**Input**

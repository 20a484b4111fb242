use crate::analysis::{AnalysisResult, Recommendation};
use crate::models::{CallRecord, PricingEntry, PricingTable};
use crate::utils::{format_currency, format_number};
use serde::Serialize;
use tabled::settings::Style;
use tabled::{Table, Tabled};

/// Per-call amounts are fractions of a cent; they always get this many places.
const PER_CALL_DECIMAL_PLACES: u8 = 4;
const DEFAULT_DECIMAL_PLACES: u8 = 2;

/// Trait for items that can be displayed as tables or JSON
pub trait OutputFormat {
    fn to_table_with_decimals(&self, decimal_places: u8) -> String;
    fn to_json(&self) -> Result<String, serde_json::Error>;

    fn to_table(&self) -> String {
        self.to_table_with_decimals(DEFAULT_DECIMAL_PLACES)
    }
}

#[derive(Tabled, Debug)]
pub struct SummaryRow {
    #[tabled(rename = "Metric")]
    pub metric: String,
    #[tabled(rename = "Value")]
    pub value: String,
}

/// Row for model usage breakdown table
#[derive(Tabled, Debug)]
pub struct ModelRow {
    #[tabled(rename = "Model")]
    pub model: String,
    #[tabled(rename = "Calls")]
    pub calls: String,
    #[tabled(rename = "Cost")]
    pub cost: String,
}

#[derive(Tabled, Debug)]
pub struct ComplexityRow {
    #[tabled(rename = "Complexity")]
    pub complexity: String,
    #[tabled(rename = "Calls")]
    pub calls: String,
}

#[derive(Tabled, Debug)]
pub struct HourlyRow {
    #[tabled(rename = "Hour")]
    pub hour: String,
    #[tabled(rename = "Cost")]
    pub cost: String,
}

/// Row for the most expensive calls
#[derive(Tabled, Debug)]
pub struct CallRow {
    #[tabled(rename = "Timestamp")]
    pub timestamp: String,
    #[tabled(rename = "Model")]
    pub model: String,
    #[tabled(rename = "Input Tokens")]
    pub input_tokens: String,
    #[tabled(rename = "Output Tokens")]
    pub output_tokens: String,
    #[tabled(rename = "Cost")]
    pub cost: String,
}

#[derive(Tabled, Debug)]
pub struct OpportunityRow {
    #[tabled(rename = "Timestamp")]
    pub timestamp: String,
    #[tabled(rename = "Current Model")]
    pub current_model: String,
    #[tabled(rename = "Recommended")]
    pub recommended_model: String,
    #[tabled(rename = "Complexity")]
    pub complexity: String,
    #[tabled(rename = "Current Cost")]
    pub current_cost: String,
    #[tabled(rename = "Optimal Cost")]
    pub optimal_cost: String,
    #[tabled(rename = "Savings")]
    pub savings: String,
}

#[derive(Tabled, Debug)]
pub struct PricingRow {
    #[tabled(rename = "Model")]
    pub model: String,
    #[tabled(rename = "Input $/1M")]
    pub input: String,
    #[tabled(rename = "Output $/1M")]
    pub output: String,
    #[tabled(rename = "Quality")]
    pub quality: String,
}

impl CallRow {
    pub fn from_record(record: &CallRecord) -> Self {
        let model = if record.model_assumed {
            format!("{} (assumed)", record.model)
        } else {
            record.model.clone()
        };
        Self {
            timestamp: record.timestamp.clone(),
            model,
            input_tokens: format_number(record.input_tokens),
            output_tokens: format_number(record.output_tokens),
            cost: format_currency(record.cost, PER_CALL_DECIMAL_PLACES),
        }
    }
}

impl PricingRow {
    pub fn from_entry(model: &str, pricing: &PricingEntry) -> Self {
        Self {
            model: model.to_string(),
            input: format!("{:.2}", pricing.input_price_per_million),
            output: format!("{:.2}", pricing.output_price_per_million),
            quality: format!("{:.1}", pricing.quality_score),
        }
    }
}

fn styled<T: Tabled>(rows: Vec<T>) -> String {
    let mut table = Table::new(rows);
    table.with(Style::modern());
    table.to_string()
}

fn section(title: &str, body: String) -> String {
    format!("{title}\n{body}")
}

impl OutputFormat for AnalysisResult {
    fn to_table_with_decimals(&self, decimal_places: u8) -> String {
        let summary = &self.summary;
        let mut summary_rows = vec![
            SummaryRow {
                metric: "Total Calls".to_string(),
                value: format_number(summary.total_calls as u64),
            },
            SummaryRow {
                metric: "Total Cost".to_string(),
                value: format_currency(summary.total_cost, decimal_places),
            },
            SummaryRow {
                metric: "Average Cost / Call".to_string(),
                value: format_currency(summary.average_cost_per_call, PER_CALL_DECIMAL_PLACES),
            },
            SummaryRow {
                metric: "Input Tokens".to_string(),
                value: format_number(summary.total_input_tokens),
            },
            SummaryRow {
                metric: "Output Tokens".to_string(),
                value: format_number(summary.total_output_tokens),
            },
            SummaryRow {
                metric: "Thinking Tokens".to_string(),
                value: format_number(summary.total_thinking_tokens),
            },
            SummaryRow {
                metric: "Potential Savings".to_string(),
                value: format!(
                    "{} ({:.1}%)",
                    format_currency(summary.potential_savings, decimal_places),
                    summary.savings_percentage
                ),
            },
        ];
        if summary.assumed_model_calls > 0 {
            summary_rows.push(SummaryRow {
                metric: "Calls With Assumed Model".to_string(),
                value: format_number(summary.assumed_model_calls as u64),
            });
        }

        let model_rows: Vec<ModelRow> = self
            .model_distribution
            .iter()
            .map(|(model, calls)| ModelRow {
                model: model.clone(),
                calls: format_number(*calls as u64),
                cost: format_currency(
                    self.model_costs.get(model).copied().unwrap_or(0.0),
                    decimal_places,
                ),
            })
            .collect();

        let complexity_rows: Vec<ComplexityRow> = self
            .complexity_breakdown
            .iter()
            .map(|(complexity, calls)| ComplexityRow {
                complexity: complexity.to_string(),
                calls: format_number(*calls as u64),
            })
            .collect();

        let mut sections = vec![
            section("Summary", styled(summary_rows)),
            section("Models", styled(model_rows)),
            section("Complexity", styled(complexity_rows)),
        ];

        if self.hourly_costs.is_empty() {
            sections.push("No hourly costs (no parsable timestamps).".to_string());
        } else {
            let hourly_rows: Vec<HourlyRow> = self
                .hourly_costs
                .iter()
                .map(|(hour, cost)| HourlyRow {
                    hour: format!("{hour:02}:00"),
                    cost: format_currency(*cost, decimal_places),
                })
                .collect();
            sections.push(section("Hourly Costs", styled(hourly_rows)));
        }

        let outlier_rows: Vec<CallRow> = self.outliers.iter().map(CallRow::from_record).collect();
        sections.push(section("Most Expensive Calls", styled(outlier_rows)));

        if self.optimization_opportunities.is_empty() {
            sections.push("No optimization opportunities found.".to_string());
        } else {
            let opportunity_rows: Vec<OpportunityRow> = self
                .optimization_opportunities
                .iter()
                .map(|o| OpportunityRow {
                    timestamp: o.timestamp.clone(),
                    current_model: o.current_model.clone(),
                    recommended_model: o.recommended_model.clone(),
                    complexity: o.complexity.to_string(),
                    current_cost: format_currency(o.current_cost, PER_CALL_DECIMAL_PLACES),
                    optimal_cost: format_currency(o.optimal_cost, PER_CALL_DECIMAL_PLACES),
                    savings: format_currency(o.savings, PER_CALL_DECIMAL_PLACES),
                })
                .collect();
            sections.push(section("Optimization Opportunities", styled(opportunity_rows)));
        }

        sections.join("\n\n")
    }

    fn to_json(&self) -> Result<String, serde_json::Error> {
        serde_json::to_string_pretty(self)
    }
}

/// Pricing entry flattened next to its model id for JSON listings.
#[derive(Serialize, Debug)]
struct PricedModel<'a> {
    model: &'a str,
    #[serde(flatten)]
    pricing: &'a PricingEntry,
}

impl OutputFormat for PricingTable {
    fn to_table_with_decimals(&self, _decimal_places: u8) -> String {
        if self.is_empty() {
            return "No pricing entries.".to_string();
        }

        let rows: Vec<PricingRow> = self
            .entries()
            .map(|(model, pricing)| PricingRow::from_entry(model, pricing))
            .collect();

        styled(rows)
    }

    fn to_json(&self) -> Result<String, serde_json::Error> {
        let listing: Vec<PricedModel<'_>> = self
            .entries()
            .map(|(model, pricing)| PricedModel { model, pricing })
            .collect();
        serde_json::to_string_pretty(&listing)
    }
}

impl OutputFormat for Recommendation {
    fn to_table_with_decimals(&self, _decimal_places: u8) -> String {
        let verdict = if self.savings_potential {
            format!("Switch to {} to save.", self.model)
        } else {
            format!("Keep {}: no cheaper model meets the quality floor.", self.model)
        };
        format!(
            "{}\n{verdict}",
            styled(vec![PricingRow::from_entry(&self.model, &self.pricing)])
        )
    }

    fn to_json(&self) -> Result<String, serde_json::Error> {
        serde_json::to_string_pretty(self)
    }
}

**Required work**
Where the string "sections" appears in a line of the entries above, return that line.

**Exercise output**
        let mut sections = vec![
            sections.push("No hourly costs (no parsable timestamps).".to_string());
            sections.push(section("Hourly Costs", styled(hourly_rows)));
        sections.push(section("Most Expensive Calls", styled(outlier_rows)));
            sections.push("No optimization opportunities found.".to_string());
            sections.push(section("Optimization Opportunities", styled(opportunity_rows)));
        sections.join("\n\n")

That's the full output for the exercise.